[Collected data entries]
/---

use api::domain::{Compensation, Employee};
use api::{seed, service};
use chrono::NaiveDate;
use migration::{Migrator, MigratorTrait};
use platform_db::DbPool;
use sea_orm::{ConnectionTrait, Database, DatabaseBackend, Statement};
use url::Url;
use uuid::Uuid;

struct PgTestContext {
    db: DbPool,
    admin_url: String,
    db_name: String,
}

impl PgTestContext {
    /// Provision a throwaway database from `TEST_DATABASE_URL`; `None` when
    /// the variable is unset or the server is unreachable.
    async fn new() -> Option<Self> {
        let base = std::env::var("TEST_DATABASE_URL").ok()?;
        let (admin_url, db_name, test_url) = build_urls(&base)?;
        let admin = Database::connect(&admin_url).await.ok()?;
        let drop_sql = format!("DROP DATABASE IF EXISTS \"{}\" WITH (FORCE);", db_name);
        let create_sql = format!("CREATE DATABASE \"{}\";", db_name);
        let _ = admin
            .execute(Statement::from_string(DatabaseBackend::Postgres, drop_sql))
            .await;
        admin
            .execute(Statement::from_string(
                DatabaseBackend::Postgres,
                create_sql,
            ))
            .await
            .ok()?;
        let db = Database::connect(&test_url).await.ok()?;
        Migrator::up(&db, None).await.ok()?;
        Some(Self {
            db,
            admin_url,
            db_name,
        })
    }

    async fn cleanup(self) {
        let Self {
            db,
            admin_url,
            db_name,
        } = self;
        drop(db);
        if let Ok(admin) = Database::connect(&admin_url).await {
            let drop_sql = format!("DROP DATABASE IF EXISTS \"{}\" WITH (FORCE);", db_name);
            let _ = admin
                .execute(Statement::from_string(DatabaseBackend::Postgres, drop_sql))
                .await;
        }
    }
}

fn build_urls(base: &str) -> Option<(String, String, String)> {
    let url = Url::parse(base).ok()?;
    let db_path = url.path().trim_start_matches('/').to_string();
    let base_name = if db_path.is_empty() {
        "org_directory_test".to_string()
    } else {
        db_path
    };
    let db_name = format!("{}_{}", base_name, Uuid::new_v4().simple());
    let mut admin_url = url.clone();
    admin_url.set_path("/postgres");
    let mut test_url = url.clone();
    test_url.set_path(&format!("/{}", db_name));
    Some((admin_url.to_string(), db_name, test_url.to_string()))
}

#[tokio::test]
async fn seeded_org_round_trips_through_the_service() {
    let Some(ctx) = PgTestContext::new().await else {
        eprintln!("TEST_DATABASE_URL not set; skipping");
        return;
    };
    seed::seed_demo_org(&ctx.db).await.unwrap();

    let structure = service::get_reporting_structure(&ctx.db, seed::LENNON)
        .await
        .unwrap()
        .unwrap();
    assert_eq!(structure.number_of_reports, 4);
    assert_eq!(structure.employee.first_name, "John");

    let leaf = service::get_reporting_structure(&ctx.db, seed::MCCARTNEY)
        .await
        .unwrap()
        .unwrap();
    assert_eq!(leaf.number_of_reports, 0);

    let starr = service::get_reporting_structure(&ctx.db, seed::STARR)
        .await
        .unwrap()
        .unwrap();
    assert_eq!(starr.number_of_reports, 2);

    // Replace keeps the id and drops the reports.
    let original = platform_db::find_employee(&ctx.db, seed::LENNON)
        .await
        .unwrap()
        .unwrap();
    let replacement = Employee {
        employee_id: None,
        first_name: "John".into(),
        last_name: "Lennon".into(),
        position: "CEO".into(),
        department: "Executive".into(),
        direct_reports: None,
    };
    let replaced = service::replace_employee(&ctx.db, original, replacement)
        .await
        .unwrap();
    assert_eq!(replaced.employee_id, Some(seed::LENNON));
    let after = service::get_reporting_structure(&ctx.db, seed::LENNON)
        .await
        .unwrap()
        .unwrap();
    assert_eq!(after.number_of_reports, 0);

    // Compensation round trip.
    let compensation = Compensation {
        employee: seed::STARR,
        salary: 123_456,
        effective_date: NaiveDate::from_ymd_opt(2014, 10, 6).unwrap(),
    };
    service::create_compensation(&ctx.db, compensation)
        .await
        .unwrap();
    let read = service::get_compensation_by_employee_id(&ctx.db, seed::STARR)
        .await
        .unwrap()
        .unwrap();
    assert_eq!(read.salary, 123_456);
    assert_eq!(
        read.effective_date,
        NaiveDate::from_ymd_opt(2014, 10, 6).unwrap()
    );

    ctx.cleanup().await;
}
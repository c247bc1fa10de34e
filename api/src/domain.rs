//! Wire-shape records for the HTTP surface.

use chrono::NaiveDate;
use entity::{compensation, employee};
use serde::{Deserialize, Serialize};
use uuid::Uuid;

#[derive(Clone, Debug, Serialize, Deserialize)]
#[serde(rename_all = "camelCase")]
pub struct Employee {
    #[serde(default, skip_serializing_if = "Option::is_none")]
    pub employee_id: Option<Uuid>,
    #[serde(default)]
    pub first_name: String,
    #[serde(default)]
    pub last_name: String,
    #[serde(default)]
    pub position: String,
    #[serde(default)]
    pub department: String,
    /// Absent and empty mean the same thing: no reports. Request bodies may
    /// list id-only stubs here.
    #[serde(default, skip_serializing_if = "Option::is_none")]
    pub direct_reports: Option<Vec<Employee>>,
}

impl Employee {
    /// A one-node view of a stored row; reports left absent.
    pub fn from_model(model: employee::Model) -> Self {
        Self {
            employee_id: Some(model.id),
            first_name: model.first_name,
            last_name: model.last_name,
            position: model.position,
            department: model.department,
            direct_reports: None,
        }
    }
}

#[derive(Clone, Debug, Serialize, Deserialize)]
#[serde(rename_all = "camelCase")]
pub struct Compensation {
    pub employee: Uuid,
    pub salary: i64,
    pub effective_date: NaiveDate,
}

impl Compensation {
    pub fn from_model(model: compensation::Model) -> Self {
        Self {
            employee: model.employee_id,
            salary: model.salary,
            effective_date: model.effective_date,
        }
    }
}

/// Derived per request, never persisted.
#[derive(Clone, Debug, Serialize, Deserialize)]
#[serde(rename_all = "camelCase")]
pub struct ReportingStructure {
    pub employee: Employee,
    pub number_of_reports: usize,
}
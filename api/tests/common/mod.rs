use api::routes::{AppState, build_router};
use axum::{
    Router,
    body::Body,
    http::{Method, Request, StatusCode, header},
};
use http_body_util::BodyExt;
use sea_orm::{
    ConnectOptions, ConnectionTrait, Database, DatabaseBackend, DatabaseConnection, Statement,
};
use serde_json::{Value, json};
use tower::ServiceExt;

/// Router over a fresh in-memory database.
pub async fn test_router() -> Router {
    let mut options = ConnectOptions::new("sqlite::memory:".to_owned());
    // One connection keeps every query on the same in-memory database.
    options.max_connections(1);
    let db = Database::connect(options).await.unwrap();
    bootstrap_sqlite(&db).await;
    build_router(AppState { pool: db }, &[])
}

async fn bootstrap_sqlite(db: &DatabaseConnection) {
    db.execute(Statement::from_string(
        DatabaseBackend::Sqlite,
        r#"
        CREATE TABLE employee (
            id TEXT PRIMARY KEY,
            first_name TEXT NOT NULL,
            last_name TEXT NOT NULL,
            position TEXT NOT NULL,
            department TEXT NOT NULL,
            manager_id TEXT,
            report_order INTEGER
        );
        "#,
    ))
    .await
    .unwrap();

    db.execute(Statement::from_string(
        DatabaseBackend::Sqlite,
        r#"
        CREATE TABLE compensation (
            employee_id TEXT PRIMARY KEY,
            salary INTEGER NOT NULL,
            effective_date TEXT NOT NULL
        );
        "#,
    ))
    .await
    .unwrap();
}

/// Fire one request at the router; decode the JSON body, Null when empty.
pub async fn send(
    router: &Router,
    method: Method,
    uri: &str,
    body: Option<Value>,
) -> (StatusCode, Value) {
    let builder = Request::builder().method(method).uri(uri);
    let request = match body {
        Some(value) => builder
            .header(header::CONTENT_TYPE, "application/json")
            .body(Body::from(value.to_string()))
            .unwrap(),
        None => builder.body(Body::empty()).unwrap(),
    };
    let response = router.clone().oneshot(request).await.unwrap();
    let status = response.status();
    let bytes = response.into_body().collect().await.unwrap().to_bytes();
    let value = if bytes.is_empty() {
        Value::Null
    } else {
        serde_json::from_slice(&bytes).unwrap_or(Value::Null)
    };
    (status, value)
}

/// POST a new employee, optionally attaching existing ids as direct reports.
pub async fn create_employee(
    router: &Router,
    first: &str,
    last: &str,
    position: &str,
    reports: &[&str],
) -> String {
    let mut body = json!({
        "firstName": first,
        "lastName": last,
        "position": position,
        "department": "Engineering",
    });
    if !reports.is_empty() {
        body["directReports"] =
            Value::Array(reports.iter().map(|id| json!({ "employeeId": id })).collect());
    }
    let (status, value) = send(router, Method::POST, "/api/employee", Some(body)).await;
    assert_eq!(status, StatusCode::CREATED);
    value["employeeId"].as_str().unwrap().to_string()
}

pub struct SeededOrg {
    pub lennon: String,
    pub mccartney: String,
    pub starr: String,
    pub best: String,
    pub harrison: String,
}

/// The demo org chart: Lennon -> [McCartney, Starr], Starr -> [Best, Harrison].
pub async fn seed_org(router: &Router) -> SeededOrg {
    let mccartney = create_employee(router, "Paul", "McCartney", "Developer I", &[]).await;
    let best = create_employee(router, "Pete", "Best", "Developer II", &[]).await;
    let harrison = create_employee(router, "George", "Harrison", "Developer III", &[]).await;
    let starr = create_employee(router, "Ringo", "Starr", "Developer V", &[&best, &harrison]).await;
    let lennon = create_employee(
        router,
        "John",
        "Lennon",
        "Development Manager",
        &[&mccartney, &starr],
    )
    .await;
    SeededOrg {
        lennon,
        mccartney,
        starr,
        best,
        harrison,
    }
}
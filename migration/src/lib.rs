pub use sea_orm_migration::prelude::*;

mod m20260105_000001_employee_directory;
mod m20260105_000002_compensation;

pub struct Migrator;

#[async_trait::async_trait]
impl MigratorTrait for Migrator {
    fn migrations() -> Vec<Box<dyn MigrationTrait>> {
        vec![
            Box::new(m20260105_000001_employee_directory::Migration),
            Box::new(m20260105_000002_compensation::Migration),
        ]
    }
}
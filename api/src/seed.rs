//! Demo org chart fixtures.

use entity::employee;
use platform_db::DbPool;
use sea_orm::{ActiveValue::Set, DbErr, EntityTrait};
use uuid::{Uuid, uuid};

pub const LENNON: Uuid = uuid!("16a596ae-edd3-4847-99fe-c4518e82c86f");
pub const MCCARTNEY: Uuid = uuid!("b7839309-3348-463b-a7e3-5de1c168beb3");
pub const STARR: Uuid = uuid!("03aa1462-ffa9-4978-901b-7c001562cf6f");
pub const BEST: Uuid = uuid!("62c1084e-6e34-4630-93fd-9153afb65309");
pub const HARRISON: Uuid = uuid!("c0c2293d-16bd-4603-8e08-638a9d18b22c");

fn member(
    id: Uuid,
    first: &str,
    last: &str,
    position: &str,
    manager: Option<Uuid>,
    rank: Option<i32>,
) -> employee::ActiveModel {
    employee::ActiveModel {
        id: Set(id),
        first_name: Set(first.to_string()),
        last_name: Set(last.to_string()),
        position: Set(position.to_string()),
        department: Set("Engineering".to_string()),
        manager_id: Set(manager),
        report_order: Set(rank),
    }
}

/// Insert the demo org chart. A no-op when the root is already present.
pub async fn seed_demo_org(db: &DbPool) -> Result<(), DbErr> {
    if employee::Entity::find_by_id(LENNON).one(db).await?.is_some() {
        return Ok(());
    }
    employee::Entity::insert_many([
        member(LENNON, "John", "Lennon", "Development Manager", None, None),
        member(MCCARTNEY, "Paul", "McCartney", "Developer I", Some(LENNON), Some(0)),
        member(STARR, "Ringo", "Starr", "Developer V", Some(LENNON), Some(1)),
        member(BEST, "Pete", "Best", "Developer II", Some(STARR), Some(0)),
        member(HARRISON, "George", "Harrison", "Developer III", Some(STARR), Some(1)),
    ])
    .exec(db)
    .await?;
    Ok(())
}
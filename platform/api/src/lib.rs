use std::sync::Arc;

use axum::{
    Json,
    http::StatusCode,
    response::{IntoResponse, Response},
};
use serde::Serialize;
use thiserror::Error;

/// Shared handler result type.
pub type ApiResult<T> = Result<T, ApiError>;

#[derive(Debug, Error, Clone)]
pub enum ApiError {
    #[error("resource not found")]
    NotFound,
    #[error("bad request: {0}")]
    InvalidInput(String),
    #[error("internal server error")]
    Internal(Arc<anyhow::Error>),
}

impl ApiError {
    fn code(&self) -> &'static str {
        match self {
            ApiError::NotFound => "NOT_FOUND",
            ApiError::InvalidInput(_) => "INVALID_INPUT",
            ApiError::Internal(_) => "INTERNAL",
        }
    }

    fn status(&self) -> StatusCode {
        match self {
            ApiError::NotFound => StatusCode::NOT_FOUND,
            ApiError::InvalidInput(_) => StatusCode::BAD_REQUEST,
            ApiError::Internal(_) => StatusCode::INTERNAL_SERVER_ERROR,
        }
    }

    pub fn internal(err: anyhow::Error) -> Self {
        Self::Internal(Arc::new(err))
    }
}

impl From<anyhow::Error> for ApiError {
    fn from(value: anyhow::Error) -> Self {
        Self::internal(value)
    }
}

#[derive(Serialize)]
struct ErrorBody {
    error: String,
    code: &'static str,
}

/// Render the error as a JSON payload while hiding internals.
impl IntoResponse for ApiError {
    fn into_response(self) -> Response {
        if let ApiError::Internal(err) = &self {
            tracing::error!(error = %err, "request failed");
        }
        let body = ErrorBody {
            error: self.to_string(),
            code: self.code(),
        };
        (self.status(), Json(body)).into_response()
    }
}

#[cfg(test)]
mod tests {
    use super::*;

    #[test]
    fn internal_errors_are_masked() {
        let err = ApiError::internal(anyhow::anyhow!("boom"));
        assert_eq!(err.to_string(), "internal server error");
        assert_eq!(err.code(), "INTERNAL");
        assert_eq!(err.status(), StatusCode::INTERNAL_SERVER_ERROR);
    }

    #[test]
    fn not_found_maps_to_404() {
        assert_eq!(ApiError::NotFound.status(), StatusCode::NOT_FOUND);
        assert_eq!(ApiError::NotFound.code(), "NOT_FOUND");
    }
}
//! HTTP surface: router, handlers, serve loop.

use std::net::{IpAddr, SocketAddr};

use anyhow::Context;
use axum::{
    Json, Router,
    extract::{Path, State},
    http::{self, HeaderName, HeaderValue, Method, StatusCode},
    response::IntoResponse,
    routing::{get, post},
};
use platform_api::{ApiError, ApiResult};
use platform_db::{self, DbPool};
use serde::Serialize;
use tower::ServiceBuilder;
use tower_http::{
    cors::{AllowOrigin, CorsLayer},
    request_id::{MakeRequestUuid, PropagateRequestIdLayer, SetRequestIdLayer},
    trace::TraceLayer,
};
use tracing::{debug, info};
use uuid::Uuid;

use crate::domain::{Compensation, Employee, ReportingStructure};
use crate::service::{self, db_error};

#[derive(Clone)]
pub struct AppState {
    pub pool: DbPool,
}

#[derive(Clone, Debug)]
pub struct ServeConfig {
    addr: SocketAddr,
    allowed_origins: Vec<String>,
}

impl ServeConfig {
    pub fn new(host: IpAddr, port: u16, allowed_origins: Vec<String>) -> Self {
        Self {
            addr: SocketAddr::from((host, port)),
            allowed_origins,
        }
    }
}

pub async fn serve(config: ServeConfig, state: AppState) -> anyhow::Result<()> {
    let router = build_router(state, &config.allowed_origins);
    let listener = tokio::net::TcpListener::bind(config.addr)
        .await
        .with_context(|| format!("failed to bind {}", config.addr))?;

    info!(addr = %config.addr, "org server listening");
    axum::serve(listener, router.into_make_service())
        .with_graceful_shutdown(shutdown_signal())
        .await
        .context("HTTP server error")?;
    Ok(())
}

fn cors_layer(origins: &[String]) -> CorsLayer {
    let allowed = origins
        .iter()
        .filter_map(|origin| origin.parse::<HeaderValue>().ok())
        .collect::<Vec<_>>();
    let allow_origin = if allowed.is_empty() {
        AllowOrigin::any()
    } else {
        AllowOrigin::list(allowed)
    };
    CorsLayer::new()
        .allow_headers([http::header::CONTENT_TYPE])
        .allow_methods([Method::GET, Method::POST, Method::PUT])
        .allow_origin(allow_origin)
}

pub fn build_router(state: AppState, allowed_origins: &[String]) -> Router {
    let request_id = MakeRequestUuid;
    let header_name = HeaderName::from_static("x-request-id");
    Router::new()
        .route("/health", get(health_handler))
        .route("/api/employee", post(create_employee_handler))
        .route(
            "/api/employee/{id}",
            get(get_employee_handler).put(replace_employee_handler),
        )
        .route(
            "/api/employee/{id}/reportingStructure",
            get(reporting_structure_handler),
        )
        .route("/api/compensation", post(create_compensation_handler))
        .route("/api/compensation/{id}", get(get_compensation_handler))
        .layer(
            ServiceBuilder::new()
                .layer(SetRequestIdLayer::new(header_name.clone(), request_id))
                .layer(PropagateRequestIdLayer::new(header_name))
                .layer(TraceLayer::new_for_http())
                .layer(cors_layer(allowed_origins)),
        )
        .with_state(state)
}

async fn create_employee_handler(
    State(state): State<AppState>,
    Json(body): Json<Employee>,
) -> ApiResult<(StatusCode, Json<Employee>)> {
    let created = service::create_employee(&state.pool, body).await?;
    debug!(employee_id = ?created.employee_id, "employee created");
    Ok((StatusCode::CREATED, Json(created)))
}

async fn get_employee_handler(
    State(state): State<AppState>,
    Path(id): Path<String>,
) -> ApiResult<Json<Employee>> {
    let id = parse_employee_id(&id)?;
    match service::get_employee_by_id(&state.pool, id).await? {
        Some(employee) => Ok(Json(employee)),
        None => Err(ApiError::NotFound),
    }
}

async fn replace_employee_handler(
    State(state): State<AppState>,
    Path(id): Path<String>,
    Json(body): Json<Employee>,
) -> ApiResult<Json<Employee>> {
    let id = parse_employee_id(&id)?;
    let original = platform_db::find_employee(&state.pool, id)
        .await
        .map_err(db_error)?
        .ok_or(ApiError::NotFound)?;
    let replaced = service::replace_employee(&state.pool, original, body).await?;
    Ok(Json(replaced))
}

async fn reporting_structure_handler(
    State(state): State<AppState>,
    Path(id): Path<String>,
) -> ApiResult<Json<ReportingStructure>> {
    let id = parse_employee_id(&id)?;
    match service::get_reporting_structure(&state.pool, id).await? {
        Some(structure) => Ok(Json(structure)),
        None => Err(ApiError::NotFound),
    }
}

async fn create_compensation_handler(
    State(state): State<AppState>,
    Json(body): Json<Compensation>,
) -> ApiResult<(StatusCode, Json<Compensation>)> {
    debug!(employee = %body.employee, "compensation create request");
    platform_db::find_employee(&state.pool, body.employee)
        .await
        .map_err(db_error)?
        .ok_or(ApiError::NotFound)?;
    let created = service::create_compensation(&state.pool, body).await?;
    Ok((StatusCode::CREATED, Json(created)))
}

async fn get_compensation_handler(
    State(state): State<AppState>,
    Path(id): Path<String>,
) -> ApiResult<Json<Compensation>> {
    let id = parse_employee_id(&id)?;
    match service::get_compensation_by_employee_id(&state.pool, id).await? {
        Some(compensation) => Ok(Json(compensation)),
        None => Err(ApiError::NotFound),
    }
}

/// Malformed identifiers behave like ids with no matching record.
fn parse_employee_id(raw: &str) -> ApiResult<Uuid> {
    Uuid::parse_str(raw).map_err(|_| ApiError::NotFound)
}

async fn health_handler(State(state): State<AppState>) -> impl IntoResponse {
    let db_ok = state.pool.ping().await.is_ok();
    Json(HealthResponse {
        ok: db_ok,
        db_ok,
        version: env!("CARGO_PKG_VERSION"),
    })
}

#[derive(Serialize)]
struct HealthResponse {
    ok: bool,
    db_ok: bool,
    version: &'static str,
}

async fn shutdown_signal() {
    let ctrl_c = async {
        tokio::signal::ctrl_c()
            .await
            .expect("failed to install CTRL+C handler");
    };

    #[cfg(unix)]
    let terminate = async {
        use tokio::signal::unix::{SignalKind, signal};

        signal(SignalKind::terminate())
            .expect("failed to install signal handler")
            .recv()
            .await;
    };

    #[cfg(not(unix))]
    ctrl_c.await;

    #[cfg(unix)]
    tokio::select! {
        _ = ctrl_c => {},
        _ = terminate => {},
    };
}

\---

- ASSIGNED TASK
Each line of the data that holds "Statement" should be reported.

- RESULT FOR THIS TASK
use sea_orm::{ConnectionTrait, Database, DatabaseBackend, Statement};
            .execute(Statement::from_string(DatabaseBackend::Postgres, drop_sql))
            .execute(Statement::from_string(
                .execute(Statement::from_string(DatabaseBackend::Postgres, drop_sql))
    ConnectOptions, ConnectionTrait, Database, DatabaseBackend, DatabaseConnection, Statement,
    db.execute(Statement::from_string(
    db.execute(Statement::from_string(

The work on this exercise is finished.